İçim yanıyor Osman Hocam, seni nasıl anlatsam?

Yıllarca “Kümbet” dergisini başarıyla çıkardı. Memleketin her köşesindeki dergilerle, yazar ve şairlerle irtibat kurdu. Şiir programları düzenledi. Bitmek bilmeyen bir enerjisi vardı. Her yere yetişmek, her şeyi yapmak arzusu onu yoruyordu. Defalarca uyardım kendisini. “Çok iş yapıyorsun, kendini çok yoruyorsun. Bu kadar fedakâr olmana gerek yok. Uğraştığın işlerin yarısını bırak” derdim. Tebessüm eder, “Haklısın” der, fakat yine her yere giderdi.

BİLİRSİNİZ, çok özel zamanlar vardır; o anlarda ne yapacağınızı, ne diyeceğinizi şaşırırsınız; eliniz, ayağınız birbirine dolanır. Konuşamaz, ağlayamaz, sonucu değiştiremezsiniz; başınıza bir ağrı çöker, yutkunur durursunuz…

Can arkadaşım, değerli dostum, şair-yazar Osman Baş’ın vefat haberini duyduğum zaman, başta ifade ettiğim hâller başıma geldi. İçim yandı, gözlerim doldu, tıkandım kaldım!
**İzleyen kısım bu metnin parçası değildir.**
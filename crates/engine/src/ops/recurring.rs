use chrono::Utc;
use sea_orm::{ActiveValue, QueryFilter, QueryOrder, prelude::*};

use crate::{
    ListOrder, Patch, Recurring, RecurringCmd, RecurringField, ResultEngine, SortOrder,
    recurring::{self, ensure_date_order},
    util::{ensure_positive, new_id, normalize_optional_text, today},
};

use super::{
    Engine,
    access::{delete_owned, require_owned},
    transactions::ensure_category,
    with_tx,
};

impl Engine {
    pub async fn create_recurring(&self, cmd: RecurringCmd) -> ResultEngine<Recurring> {
        ensure_positive(cmd.amount, "recurring amount")?;
        let start_date = cmd.start_date.unwrap_or_else(today);
        ensure_date_order(start_date, cmd.end_date)?;
        ensure_category(&self.database, &cmd.user_id, cmd.category_id.as_deref()).await?;

        let model = recurring::ActiveModel {
            id: ActiveValue::Set(new_id()),
            user_id: ActiveValue::Set(cmd.user_id),
            category_id: ActiveValue::Set(cmd.category_id),
            kind: ActiveValue::Set(cmd.kind.as_str().to_string()),
            amount: ActiveValue::Set(cmd.amount),
            description: ActiveValue::Set(normalize_optional_text(cmd.description.as_deref())),
            frequency: ActiveValue::Set(cmd.frequency.as_str().to_string()),
            start_date: ActiveValue::Set(start_date),
            end_date: ActiveValue::Set(cmd.end_date),
            is_active: ActiveValue::Set(true),
            created_at: ActiveValue::Set(Utc::now()),
        }
        .insert(&self.database)
        .await?;
        Recurring::try_from(model)
    }

    pub async fn recurring(&self, user_id: &str, recurring_id: &str) -> ResultEngine<Recurring> {
        let model =
            require_owned::<recurring::Entity, _>(&self.database, recurring_id, user_id).await?;
        Recurring::try_from(model)
    }

    pub async fn list_recurring(
        &self,
        user_id: &str,
        active_only: bool,
        order: &ListOrder,
    ) -> ResultEngine<Vec<Recurring>> {
        let (column, direction) = recurring::FIELDS
            .order_by(order, (recurring::Column::CreatedAt, SortOrder::Desc))?;
        let mut query = recurring::Entity::find().filter(recurring::Column::UserId.eq(user_id));
        if active_only {
            query = query.filter(recurring::Column::IsActive.eq(true));
        }
        query
            .order_by(column, direction)
            .all(&self.database)
            .await?
            .into_iter()
            .map(Recurring::try_from)
            .collect()
    }

    /// Sparse update. The resulting start and end dates must still be in
    /// order, whichever of them changed.
    pub async fn update_recurring(
        &self,
        user_id: &str,
        recurring_id: &str,
        patch: Patch<RecurringField>,
    ) -> ResultEngine<Recurring> {
        with_tx!(self, |db_tx| {
            let model = require_owned::<recurring::Entity, _>(&db_tx, recurring_id, user_id).await?;
            for field in patch.fields() {
                if let RecurringField::CategoryId(category_id) = field {
                    ensure_category(&db_tx, user_id, category_id.as_deref()).await?;
                }
            }
            let mut active: recurring::ActiveModel = model.into();
            patch.clone().apply_to(&mut active)?;
            let updated = active.update(&db_tx).await?;
            ensure_date_order(updated.start_date, updated.end_date)?;
            Recurring::try_from(updated)
        })
    }

    pub async fn delete_recurring(&self, user_id: &str, recurring_id: &str) -> ResultEngine<()> {
        delete_owned::<recurring::Entity, _>(&self.database, recurring_id, user_id).await
    }
}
Birkaç günden beri Covid-19’dan dolayı Tokat’taki hastanenin yoğun bakım ünitesinde uyutulduğunu öğrenmiştik. Duâ ediyorduk bu menhus hastalığı yenip tekrar aramıza dönmesi için. Maalesef isteğimiz olmadı, vücûdu daha fazla mücadele edemedi bu illetle. Ömrü bu kadarmış demek ki…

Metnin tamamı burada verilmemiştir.